SNP Schneider (DE:SHFG) results indicated that the business environment remains healthy. The group has a strong balance sheet with net cash, boosted by the €30m capital increase last year, and has raised additional €40m in loan notes to build a war chest to make additional acquisitions. We have edged up revenue forecasts, but eased profits, to reflect the increased costs as it positions for the next phase of its growth. Given SNP’s strong market position in software-based transformation projects and assuming a sustained high level of activity, we believe the shares remain attractive on c 21x our cash-adjusted FY19 EPS.

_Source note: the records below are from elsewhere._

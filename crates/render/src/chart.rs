use anyhow::{Context, Result, bail};
use image::{DynamicImage, ImageOutputFormat, RgbImage};
use plotters::coord::Shift;
use plotters::prelude::*;
use std::io::Cursor;

use crate::blocks::ChartBlock;

/// Pixel size of a rendered chart.
pub const CHART_SIZE: (u32, u32) = (1100, 600);

const IN_RANGE: RGBColor = RGBColor(0x2E, 0xCC, 0x71);
const OUT_OF_RANGE: RGBColor = RGBColor(0xE7, 0x4C, 0x3C);
const NORMAL_MIDPOINT: RGBColor = RGBColor(0x34, 0x98, 0xDB);

const BAR_WIDTH: f64 = 0.35;

/// Draw a value-vs-normal-range bar chart and encode it as PNG.
///
/// Each test gets two bars: the patient's value (red when outside the
/// range) and the range midpoint with an error bar spanning min..max.
pub fn render_chart_png(chart: &ChartBlock) -> Result<Vec<u8>> {
    let y_max = axis_top(chart)?;
    let (width, height) = CHART_SIZE;
    let mut buffer = vec![0u8; width as usize * height as usize * 3];

    {
        let root = BitMapBackend::with_buffer(&mut buffer, (width, height)).into_drawing_area();
        draw_chart(&root, chart, y_max)?;
        root.present()?;
    }

    encode_png(buffer, width, height)
}

/// Upper end of the value axis, with headroom for the labels. The mesh is
/// generated over the whole axis, so every bar must be finite.
fn axis_top(chart: &ChartBlock) -> Result<f64> {
    let mut top = 0.0f64;
    for bar in &chart.bars {
        if ![bar.value, bar.min, bar.max].iter().all(|v| v.is_finite()) {
            bail!("chart value for {} is not a finite number", bar.label);
        }
        top = top.max(bar.value).max(bar.max);
    }

    let top = if top > 0.0 { top * 1.2 } else { 1.0 };
    if !top.is_finite() {
        bail!("chart values are too large to plot");
    }
    Ok(top)
}

fn draw_chart(
    root: &DrawingArea<BitMapBackend<'_>, Shift>,
    chart: &ChartBlock,
    y_max: f64,
) -> Result<()> {
    root.fill(&WHITE)?;

    let count = chart.bars.len().max(1);
    let labels: Vec<String> = chart.bars.iter().map(|bar| bar.label.clone()).collect();

    let mut ctx = ChartBuilder::on(root)
        .caption(&chart.title, ("sans-serif", 28))
        .margin(20)
        .x_label_area_size(60)
        .y_label_area_size(60)
        .build_cartesian_2d(-0.5f64..(count as f64 - 0.5), 0f64..y_max)?;

    ctx.configure_mesh()
        .disable_x_mesh()
        .x_labels(count)
        .x_label_formatter(&|x| tick_label(&labels, *x))
        .x_desc("Blood Tests")
        .y_desc("Values")
        .draw()?;

    ctx.draw_series(chart.bars.iter().enumerate().map(|(i, bar)| {
        let x = i as f64;
        let color = if bar.out_of_range() { OUT_OF_RANGE } else { IN_RANGE };
        Rectangle::new([(x - BAR_WIDTH, 0.0), (x, bar.value)], color.filled())
    }))?
    .label("Your Values")
    .legend(|(x, y)| Rectangle::new([(x, y - 5), (x + 10, y + 5)], IN_RANGE.filled()));

    ctx.draw_series(chart.bars.iter().enumerate().map(|(i, bar)| {
        let x = i as f64;
        Rectangle::new([(x, 0.0), (x + BAR_WIDTH, bar.midpoint())], NORMAL_MIDPOINT.filled())
    }))?
    .label("Normal Range (Average)")
    .legend(|(x, y)| Rectangle::new([(x, y - 5), (x + 10, y + 5)], NORMAL_MIDPOINT.filled()));

    ctx.draw_series(chart.bars.iter().enumerate().map(|(i, bar)| {
        ErrorBar::new_vertical(
            i as f64 + BAR_WIDTH / 2.0,
            bar.min,
            bar.midpoint(),
            bar.max,
            BLACK.filled(),
            10,
        )
    }))?;

    let value_font = ("sans-serif", 14).into_font();
    ctx.draw_series(chart.bars.iter().enumerate().map(|(i, bar)| {
        Text::new(
            format!("{:.1}", bar.value),
            (i as f64 - BAR_WIDTH, bar.value + y_max * 0.01),
            value_font.clone(),
        )
    }))?;
    ctx.draw_series(chart.bars.iter().enumerate().map(|(i, bar)| {
        Text::new(
            format!("{:.1}-{:.1}", bar.min, bar.max),
            (i as f64 + 0.02, bar.max + y_max * 0.01),
            value_font.clone(),
        )
    }))?;

    ctx.configure_series_labels()
        .background_style(&WHITE.mix(0.8))
        .border_style(&BLACK)
        .draw()?;

    Ok(())
}

/// Test name for integer ticks; blank elsewhere.
fn tick_label(labels: &[String], x: f64) -> String {
    let idx = x.round();
    if (x - idx).abs() > 1e-6 || idx < 0.0 {
        return String::new();
    }
    labels.get(idx as usize).cloned().unwrap_or_default()
}

fn encode_png(buffer: Vec<u8>, width: u32, height: u32) -> Result<Vec<u8>> {
    let image = RgbImage::from_raw(width, height, buffer)
        .context("chart buffer does not match the chart size")?;

    let mut png = Cursor::new(Vec::new());
    DynamicImage::ImageRgb8(image)
        .write_to(&mut png, ImageOutputFormat::Png)
        .context("failed to encode chart as PNG")?;

    Ok(png.into_inner())
}
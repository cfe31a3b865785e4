use serde::{Deserialize, Serialize};

use crate::classify::DomainClass;
use crate::value::{ReferenceRange, parse_bounds, parse_number};
use extract::TestResult;

#[derive(Debug, Clone, Copy, PartialEq, Eq, Serialize, Deserialize)]
pub enum Status {
    Normal,
    Abnormal,
}

impl Status {
    pub fn label(&self) -> &'static str {
        match self {
            Status::Normal => "Normal",
            Status::Abnormal => "Abnormal",
        }
    }
}

/// Three-way comparison of a value against its reference range.
#[derive(Debug, Clone, Copy, PartialEq, Eq, Serialize, Deserialize)]
pub enum RangeStatus {
    BelowNormal,
    Normal,
    AboveNormal,
}

impl RangeStatus {
    pub fn label(&self) -> &'static str {
        match self {
            RangeStatus::BelowNormal => "Below Normal",
            RangeStatus::Normal => "Normal",
            RangeStatus::AboveNormal => "Above Normal",
        }
    }
}

pub fn compare_to_range(value: f64, range: ReferenceRange) -> RangeStatus {
    if value < range.min {
        RangeStatus::BelowNormal
    } else if value > range.max {
        RangeStatus::AboveNormal
    } else {
        RangeStatus::Normal
    }
}

/// Numeric value and both bounds, when all of them parse.
pub fn numeric_reading(test: &TestResult) -> Option<(f64, ReferenceRange)> {
    let value = parse_number(test.value_text())?;
    let range = parse_bounds(test.range_text())?;
    Some((value, range))
}

/// Range comparison, or `None` when the value or range is unusable.
pub fn evaluate_numeric(test: &TestResult) -> Option<Status> {
    numeric_reading(test).map(|(value, range)| {
        if range.contains(value) {
            Status::Normal
        } else {
            Status::Abnormal
        }
    })
}

/// Rule for one urinalysis parameter.
#[derive(Debug, Clone, Copy)]
pub enum UrineRule {
    /// Normal when the value contains a `normal` term and no `abnormal` term.
    SubstringMatch {
        normal: &'static [&'static str],
        abnormal: &'static [&'static str],
    },
    /// Normal when the parsed value satisfies `check`.
    NumericPredicate { check: fn(f64) -> bool },
}

impl UrineRule {
    pub fn evaluate(&self, value: &str) -> Status {
        let is_normal = match self {
            UrineRule::SubstringMatch { normal, abnormal } => {
                normal.iter().any(|term| value.contains(term))
                    && !abnormal.iter().any(|term| value.contains(term))
            }
            UrineRule::NumericPredicate { check } => parse_number(value).is_some_and(check),
        };

        if is_normal { Status::Normal } else { Status::Abnormal }
    }
}

#[derive(Debug, Clone, Copy)]
pub struct UrineParameter {
    pub name: &'static str,
    pub rule: UrineRule,
}

const NEGATIVE: &[&str] = &["negative", "none", "0", "normal"];
const GRADED: &[&str] = &["positive", "trace", "1+", "2+", "3+", "4+"];

fn ph_in_range(value: f64) -> bool {
    (4.5..=8.0).contains(&value)
}

fn specific_gravity_in_range(value: f64) -> bool {
    (1.005..=1.030).contains(&value)
}

/// Urinalysis rule table. Parameters are matched as substrings of the
/// lowercased test name, in this order.
pub const URINE_PARAMETERS: &[UrineParameter] = &[
    UrineParameter {
        name: "color",
        rule: UrineRule::SubstringMatch {
            normal: &["pale yellow", "yellow", "straw", "amber", "clear"],
            abnormal: &["red", "brown", "orange", "green", "blue", "cloudy", "turbid"],
        },
    },
    UrineParameter {
        name: "clarity",
        rule: UrineRule::SubstringMatch {
            normal: &["clear", "transparent"],
            abnormal: &["cloudy", "turbid", "hazy"],
        },
    },
    UrineParameter {
        name: "ph",
        rule: UrineRule::NumericPredicate { check: ph_in_range },
    },
    UrineParameter {
        name: "specific gravity",
        rule: UrineRule::NumericPredicate { check: specific_gravity_in_range },
    },
    UrineParameter {
        name: "glucose",
        rule: UrineRule::SubstringMatch { normal: NEGATIVE, abnormal: GRADED },
    },
    UrineParameter {
        name: "protein",
        rule: UrineRule::SubstringMatch { normal: NEGATIVE, abnormal: GRADED },
    },
    UrineParameter {
        name: "ketones",
        rule: UrineRule::SubstringMatch { normal: NEGATIVE, abnormal: GRADED },
    },
    UrineParameter {
        name: "blood",
        rule: UrineRule::SubstringMatch { normal: NEGATIVE, abnormal: GRADED },
    },
    UrineParameter {
        name: "nitrite",
        rule: UrineRule::SubstringMatch { normal: NEGATIVE, abnormal: &["positive"] },
    },
    UrineParameter {
        name: "leukocytes",
        rule: UrineRule::SubstringMatch { normal: NEGATIVE, abnormal: GRADED },
    },
    UrineParameter {
        name: "bacteria",
        rule: UrineRule::SubstringMatch {
            normal: &["negative", "none", "0", "normal", "not seen"],
            abnormal: &["positive", "present", "few", "moderate", "many"],
        },
    },
    UrineParameter {
        name: "epithelial cells",
        rule: UrineRule::SubstringMatch {
            normal: &["negative", "none", "0", "normal", "few", "occasional"],
            abnormal: &["moderate", "many"],
        },
    },
];

pub fn urine_parameter(test_name: &str) -> Option<&'static UrineParameter> {
    let name = test_name.trim().to_lowercase();
    URINE_PARAMETERS.iter().find(|param| name.contains(param.name))
}

/// Urinalysis status. Unknown parameters fall back to the numeric range;
/// when that cannot be evaluated either, the result reads Normal.
pub fn evaluate_urine(test: &TestResult) -> Status {
    let value = test.value_text().to_lowercase();

    match urine_parameter(&test.test_name) {
        Some(param) => param.rule.evaluate(&value),
        None => evaluate_numeric(test).unwrap_or(Status::Normal),
    }
}

/// Per-test status for a domain. Imaging and pathology have none; blood
/// and other return `None` when the numbers cannot be compared.
pub fn evaluate(domain: DomainClass, test: &TestResult) -> Option<Status> {
    if test.name().is_empty() {
        return None;
    }

    match domain {
        DomainClass::Blood | DomainClass::Other => evaluate_numeric(test),
        DomainClass::Urine => Some(evaluate_urine(test)),
        DomainClass::Imaging | DomainClass::Pathology => None,
    }
}
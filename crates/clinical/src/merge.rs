use std::collections::HashSet;

use extract::StructuredReport;

pub const MERGED_REPORT_TYPE: &str = "combined";

/// Combine several reports into one.
///
/// Zero or one report is returned as-is. Otherwise the result keeps the
/// first non-empty patient info, the first occurrence of each test name
/// (compared trimmed and lowercased), and every report's notes tagged with
/// its type.
pub fn merge_reports(reports: Vec<StructuredReport>) -> Vec<StructuredReport> {
    if reports.len() <= 1 {
        return reports;
    }

    let patient_info = reports
        .iter()
        .filter_map(|report| report.patient_info.as_ref())
        .find(|info| info.has_any())
        .cloned();

    let mut seen = HashSet::new();
    let mut test_results = Vec::new();
    let mut notes = Vec::new();

    for report in reports {
        if let Some(text) = report.notes_text() {
            notes.push(format!("[{} REPORT] {}", type_label(&report), text));
        }

        for test in report.test_results {
            let key = test.name().to_lowercase();
            if key.is_empty() || !seen.insert(key) {
                continue;
            }
            test_results.push(test);
        }
    }

    let merged = StructuredReport {
        patient_info,
        report_type: MERGED_REPORT_TYPE.to_string(),
        test_results,
        doctor_notes: (!notes.is_empty()).then(|| notes.join("\n\n")),
        summary: None,
    };

    vec![merged]
}

fn type_label(report: &StructuredReport) -> String {
    match report.report_type.trim() {
        "" => "UNKNOWN".to_string(),
        label => label.to_uppercase(),
    }
}
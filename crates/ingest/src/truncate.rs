pub struct TruncationConfig {
    pub max_chars: usize,
}

impl Default for TruncationConfig {
    fn default() -> Self {
        Self { max_chars: 2500 }
    }
}

pub struct Truncator {
    config: TruncationConfig,
}

impl Truncator {
    pub fn new(config: TruncationConfig) -> Self {
        Self { config }
    }

    /// Keep at most `max_chars` characters, cutting on a char boundary.
    pub fn truncate<'a>(&self, text: &'a str) -> &'a str {
        match text.char_indices().nth(self.config.max_chars) {
            Some((byte_idx, _)) => &text[..byte_idx],
            None => text,
        }
    }
}
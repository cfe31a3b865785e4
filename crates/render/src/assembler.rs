use anyhow::Result;
use tracing::info;

use extract::StructuredReport;

use crate::blocks::ContentBlock;
use crate::planner::ReportPlanner;

pub const NO_REPORTS: &str = "No reports could be extracted from the uploaded files.";

/// Turns a block sequence into document bytes.
pub trait RenderBackend: Send + Sync {
    fn render(&self, blocks: &[ContentBlock]) -> Result<Vec<u8>>;
}

#[derive(Clone, Default)]
pub struct DocumentAssembler {
    planner: ReportPlanner,
}

impl DocumentAssembler {
    pub fn new(planner: ReportPlanner) -> Self {
        Self { planner }
    }

    /// Plan every report, with a page break between consecutive reports.
    pub fn assemble(&self, reports: &[StructuredReport]) -> Vec<ContentBlock> {
        if reports.is_empty() {
            return vec![ContentBlock::notice(NO_REPORTS)];
        }

        let mut blocks = Vec::new();
        for (i, report) in reports.iter().enumerate() {
            if i > 0 {
                blocks.push(ContentBlock::PageBreak);
            }
            blocks.extend(self.planner.plan(report));
        }
        blocks
    }

    pub fn render(&self, reports: &[StructuredReport], backend: &dyn RenderBackend) -> Result<Vec<u8>> {
        let blocks = self.assemble(reports);
        let bytes = backend.render(&blocks)?;
        info!(reports = reports.len(), blocks = blocks.len(), bytes = bytes.len(), "document rendered");
        Ok(bytes)
    }
}

#[cfg(test)]
mod tests {
    use super::*;
    use crate::pdf::PdfBackend;
    use std::sync::Mutex;

    fn report(report_type: &str) -> StructuredReport {
        StructuredReport {
            report_type: report_type.to_string(),
            ..StructuredReport::default()
        }
    }

    #[test]
    fn page_breaks_only_between_reports() {
        let assembler = DocumentAssembler::default();
        let blocks = assembler.assemble(&[report("CBC"), report("X-Ray"), report("Biopsy")]);

        let breaks: Vec<usize> = blocks
            .iter()
            .enumerate()
            .filter(|(_, b)| b.is_page_break())
            .map(|(i, _)| i)
            .collect();
        assert_eq!(breaks.len(), 2);
        assert!(!blocks.last().unwrap().is_page_break());
        assert_eq!(blocks[breaks[0] + 1], ContentBlock::Title("Medical Report".to_string()));
    }

    #[test]
    fn single_report_has_no_page_break() {
        let blocks = DocumentAssembler::default().assemble(&[report("CBC")]);
        assert!(!blocks.iter().any(ContentBlock::is_page_break));
    }

    #[test]
    fn no_reports_is_a_notice() {
        let blocks = DocumentAssembler::default().assemble(&[]);
        assert_eq!(blocks, vec![ContentBlock::notice(NO_REPORTS)]);
    }

    #[derive(Default)]
    struct RecordingBackend {
        seen: Mutex<usize>,
    }

    impl RenderBackend for RecordingBackend {
        fn render(&self, blocks: &[ContentBlock]) -> Result<Vec<u8>> {
            *self.seen.lock().unwrap() = blocks.len();
            Ok(b"doc".to_vec())
        }
    }

    #[test]
    fn backend_receives_the_whole_sequence() {
        let assembler = DocumentAssembler::default();
        let reports = [report("CBC"), report("Urinalysis")];
        let expected = assembler.assemble(&reports).len();

        let backend = RecordingBackend::default();
        assert_eq!(assembler.render(&reports, &backend).unwrap(), b"doc");
        assert_eq!(*backend.seen.lock().unwrap(), expected);
    }

    #[test]
    fn pdf_output_starts_with_header() {
        let bytes = DocumentAssembler::default()
            .render(&[report("CBC"), report("")], &PdfBackend::default())
            .unwrap();
        assert!(bytes.starts_with(b"%PDF"));
    }
}
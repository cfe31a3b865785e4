use anyhow::{Context, Result};
use serde::Serialize;
use serde_json::{Map, Value};
use std::sync::Arc;
use tokio::task;
use tracing::{info, warn};
use uuid::Uuid;

use clinical::{DomainClass, Status, classify, collect_test_results, evaluate, merge_reports};
use extract::{Extractor, StructuredReport};
use ingest::{TextExtractor, Truncator, UploadedDocument, ingest_bytes};
use render::{DocumentAssembler, RenderBackend};

use crate::metrics::{Metrics, TimedOperation};

/// One file received in an upload request.
#[derive(Debug, Clone)]
pub struct UploadedFile {
    pub name: String,
    pub bytes: Vec<u8>,
}

#[derive(Debug, Clone, Copy, PartialEq, Serialize)]
#[serde(rename_all = "lowercase")]
pub enum NoticeKind {
    Warning,
    Error,
}

/// Per-file message surfaced to the caller.
#[derive(Debug, Clone, Serialize)]
pub struct SessionNotice {
    pub kind: NoticeKind,
    pub file: String,
    pub message: String,
}

#[derive(Debug, Clone, Serialize)]
pub struct TestEvaluation {
    pub test_name: String,
    pub value: String,
    #[serde(skip_serializing_if = "Option::is_none")]
    pub status: Option<Status>,
}

#[derive(Debug, Clone, Serialize)]
pub struct ReportEvaluation {
    pub report_type: String,
    pub domain: DomainClass,
    pub tests: Vec<TestEvaluation>,
}

/// Everything one upload request produced.
#[derive(Debug, Serialize)]
pub struct SessionOutcome {
    pub session_id: Uuid,
    pub files_received: usize,
    pub files_structured: usize,
    pub notices: Vec<SessionNotice>,
    /// Reports as they go to the document; merged when several files came in.
    pub reports: Vec<StructuredReport>,
    pub merged: bool,
    pub evaluations: Vec<ReportEvaluation>,
    pub test_results: Map<String, Value>,
}

impl SessionOutcome {
    pub fn test_results_json(&self) -> String {
        serde_json::to_string_pretty(&self.test_results).unwrap_or_else(|_| "{}".to_string())
    }
}

/// Upload -> text -> structured reports -> document, one session at a time.
#[derive(Clone)]
pub struct ReportPipeline {
    text_extractor: Arc<dyn TextExtractor>,
    truncator: Arc<Truncator>,
    extractor: Extractor,
    assembler: DocumentAssembler,
    backend: Arc<dyn RenderBackend>,
    metrics: Arc<Metrics>,
}

impl ReportPipeline {
    pub fn new(
        text_extractor: Arc<dyn TextExtractor>,
        truncator: Truncator,
        extractor: Extractor,
        assembler: DocumentAssembler,
        backend: Arc<dyn RenderBackend>,
        metrics: Arc<Metrics>,
    ) -> Self {
        Self {
            text_extractor,
            truncator: Arc::new(truncator),
            extractor,
            assembler,
            backend,
            metrics,
        }
    }

    /// Process files one after another. A file that fails to structure adds
    /// an error notice and contributes nothing; the others carry on.
    pub async fn process(&self, files: Vec<UploadedFile>) -> SessionOutcome {
        let session_id = Uuid::new_v4();
        self.metrics.record_session(files.len());
        info!(%session_id, files = files.len(), "Processing upload session");

        let mut notices = Vec::new();
        let mut extracted = Vec::new();
        let mut files_structured = 0;

        for file in &files {
            let timer = TimedOperation::start();
            let document = self.read_text(file).await;
            self.metrics.record_text_extraction(timer.elapsed());

            if let Some(message) = document.truncation_notice() {
                notices.push(SessionNotice {
                    kind: NoticeKind::Warning,
                    file: file.name.clone(),
                    message,
                });
            }

            let timer = TimedOperation::start();
            match self.extractor.structure(&document.text).await {
                Ok(reports) => {
                    self.metrics.record_structuring(timer.elapsed(), Some(reports.len()));
                    info!(
                        %session_id,
                        file = %file.name,
                        doc_id = %document.doc_id,
                        reports = reports.len(),
                        "File structured"
                    );
                    files_structured += 1;
                    extracted.extend(reports);
                }
                Err(e) => {
                    self.metrics.record_structuring(timer.elapsed(), None);
                    warn!(%session_id, file = %file.name, error = %e, "Structuring failed, skipping file");
                    let message = if e.is_api_error() {
                        format!("API Error: {}", e)
                    } else {
                        format!("Error processing file: {}", e)
                    };
                    notices.push(SessionNotice {
                        kind: NoticeKind::Error,
                        file: file.name.clone(),
                        message,
                    });
                }
            }
        }

        let test_results = collect_test_results(&extracted);

        let merged = files.len() > 1;
        let reports = if merged {
            merge_reports(extracted)
        } else {
            extracted
        };

        let evaluations = reports.iter().map(evaluate_report).collect();

        SessionOutcome {
            session_id,
            files_received: files.len(),
            files_structured,
            notices,
            reports,
            merged,
            evaluations,
            test_results,
        }
    }

    /// Text extraction runs on the blocking pool. A crashed extraction is
    /// treated like a failed one: the file continues with empty text.
    async fn read_text(&self, file: &UploadedFile) -> UploadedDocument {
        let extractor = Arc::clone(&self.text_extractor);
        let truncator = Arc::clone(&self.truncator);
        let name = file.name.clone();
        let bytes = file.bytes.clone();

        let handle = task::spawn_blocking(move || {
            ingest_bytes(&name, &bytes, extractor.as_ref(), &truncator)
        });

        match handle.await {
            Ok(document) => document,
            Err(e) => {
                warn!(file = %file.name, error = %e, "Text extraction task failed, continuing with empty text");
                UploadedDocument::new(file.name.clone(), &file.bytes, String::new(), 0)
            }
        }
    }

    /// Plan and render the session's reports on the blocking pool.
    pub async fn render_pdf(&self, outcome: &SessionOutcome) -> Result<Vec<u8>> {
        let timer = TimedOperation::start();
        let assembler = self.assembler.clone();
        let backend = Arc::clone(&self.backend);
        let reports = outcome.reports.clone();

        let bytes = task::spawn_blocking(move || assembler.render(&reports, backend.as_ref()))
            .await
            .context("PDF rendering task failed")??;

        self.metrics.record_render(timer.elapsed());
        Ok(bytes)
    }

    pub fn metrics(&self) -> &Arc<Metrics> {
        &self.metrics
    }
}

fn evaluate_report(report: &StructuredReport) -> ReportEvaluation {
    let domain = classify(report);
    let tests = report
        .test_results
        .iter()
        .filter(|test| !test.name().is_empty())
        .map(|test| TestEvaluation {
            test_name: test.name().to_string(),
            value: test.value_text().to_string(),
            status: evaluate(domain, test),
        })
        .collect();

    ReportEvaluation {
        report_type: report.report_type.clone(),
        domain,
        tests,
    }
}

#[cfg(test)]
mod tests {
    use super::*;
    use crate::test_support::{FixedText, ScriptedService, pipeline_with};

    fn file(name: &str) -> UploadedFile {
        UploadedFile {
            name: name.to_string(),
            bytes: name.as_bytes().to_vec(),
        }
    }

    #[tokio::test]
    async fn single_file_is_not_merged() {
        let service = ScriptedService::new(vec![Ok(r#"{
            "report_type": "CBC",
            "test_results": [
                {"test_name": "Glucose", "value": 120, "unit": "mg/dL", "reference_range": "70-110"}
            ]
        }"#)]);
        let pipeline = pipeline_with(FixedText::new("glucose 120"), service, 2500);

        let outcome = pipeline.process(vec![file("cbc.pdf")]).await;

        assert!(!outcome.merged);
        assert_eq!(outcome.reports.len(), 1);
        assert_eq!(outcome.reports[0].report_type, "CBC");
        assert_eq!(outcome.evaluations[0].domain, DomainClass::Blood);
        assert_eq!(outcome.evaluations[0].tests[0].status, Some(Status::Abnormal));
        assert_eq!(outcome.test_results["Glucose"], "120 mg/dL");
        assert!(outcome.notices.is_empty());
    }

    #[tokio::test]
    async fn failed_file_is_skipped_with_notice() {
        let service = ScriptedService::new(vec![
            Ok(r#"{"report_type": "CBC", "test_results": [{"test_name": "Hemoglobin", "value": "13"}]}"#),
            Err(extract::StructuringError::ApiStatus {
                status: 429,
                body: "rate limited".to_string(),
            }),
            Ok("not json"),
            Ok(r#"[{"report_type": "Urinalysis", "test_results": [{"test_name": "HEMOGLOBIN", "value": "neg"}]}]"#),
        ]);
        let pipeline = pipeline_with(FixedText::new("text"), service, 2500);

        let outcome = pipeline
            .process(vec![file("a.pdf"), file("b.pdf"), file("c.pdf"), file("d.pdf")])
            .await;

        assert_eq!(outcome.files_structured, 2);
        assert_eq!(outcome.notices.len(), 2);
        assert!(outcome.notices[0].message.starts_with("API Error:"));
        assert_eq!(outcome.notices[0].file, "b.pdf");
        assert!(outcome.notices[1].message.starts_with("Error processing file:"));

        assert!(outcome.merged);
        assert_eq!(outcome.reports.len(), 1);
        assert_eq!(outcome.reports[0].report_type, "combined");
        assert_eq!(outcome.reports[0].test_results.len(), 1);

        // The export keeps names as written, so both spellings appear.
        assert_eq!(outcome.test_results.len(), 2);

        let snapshot = pipeline.metrics().snapshot();
        assert_eq!(snapshot.files_failed, 2);
        assert_eq!(snapshot.reports_extracted, 2);
    }

    #[tokio::test]
    async fn truncation_is_reported() {
        let service = ScriptedService::new(vec![Ok(r#"{"report_type": "X-Ray"}"#)]);
        let pipeline = pipeline_with(FixedText::new("abcdefghij"), service, 4);

        let outcome = pipeline.process(vec![file("scan.pdf")]).await;

        assert_eq!(outcome.notices.len(), 1);
        assert_eq!(outcome.notices[0].kind, NoticeKind::Warning);
        assert_eq!(
            outcome.notices[0].message,
            "The PDF text was truncated from 10 to 4 characters to avoid token limit errors."
        );
    }

    #[tokio::test]
    async fn all_failures_still_render() {
        let service = ScriptedService::new(vec![Ok("[]")]);
        let pipeline = pipeline_with(FixedText::failing(), service, 2500);

        let outcome = pipeline.process(vec![file("blank.pdf")]).await;
        assert!(outcome.reports.is_empty());
        assert_eq!(outcome.test_results_json(), "{}");

        let pdf = pipeline.render_pdf(&outcome).await.unwrap();
        assert!(pdf.starts_with(b"%PDF"));
        assert_eq!(pipeline.metrics().snapshot().documents_rendered, 1);
    }

    #[tokio::test]
    async fn crashed_extraction_continues_with_empty_text() {
        let service = ScriptedService::new(vec![Ok(r#"{"report_type": "CBC"}"#)]);
        let calls = service.call_counter();
        let pipeline = pipeline_with(FixedText::panicking(), service, 2500);

        let outcome = pipeline.process(vec![file("broken.pdf")]).await;

        assert_eq!(calls.load(std::sync::atomic::Ordering::SeqCst), 1);
        assert_eq!(outcome.files_structured, 1);
        assert!(outcome.notices.is_empty());
        assert_eq!(outcome.reports[0].report_type, "CBC");
    }

    struct CrashingBackend;

    impl RenderBackend for CrashingBackend {
        fn render(&self, _blocks: &[render::ContentBlock]) -> Result<Vec<u8>> {
            panic!("backend crashed");
        }
    }

    #[tokio::test]
    async fn crashed_render_is_an_error() {
        let pipeline = ReportPipeline::new(
            Arc::new(FixedText::new("text")),
            Truncator::new(ingest::TruncationConfig::default()),
            Extractor::new(Arc::new(ScriptedService::new(vec![]))),
            DocumentAssembler::default(),
            Arc::new(CrashingBackend),
            Metrics::new(),
        );
        let outcome = pipeline.process(vec![file("a.pdf")]).await;

        assert!(pipeline.render_pdf(&outcome).await.is_err());
        assert_eq!(pipeline.metrics().snapshot().documents_rendered, 0);
    }
}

Investment case: Huge transformation opportunities
SNP is building a global software-based consulting business focused on IT landscape transformations. SNP’s innovative software proposition has enabled it to win prestigious business, including a $5m+ contract to handle the HP Inc (NYSE:HPQ) demerger in 2015 and a $10m+ contract with two US chemical companies that are merging (we assume Dow Chemical (NYSE:DOW) and DuPont (NYSE:DD)). SNP’s T-B is the only off-the-shelf software that automates the process of combining, upgrading or carving out data from ERP systems. The industry is driven by the need to transform, adapt and harmonise data and initiated by M&A activity, system consolidation, cloudification and the need for simplification. This young industry is growing at a fast pace and is potentially very large. SNP estimates that only a third of transformation work is outsourced with only a tiny percentage involving software-based tools.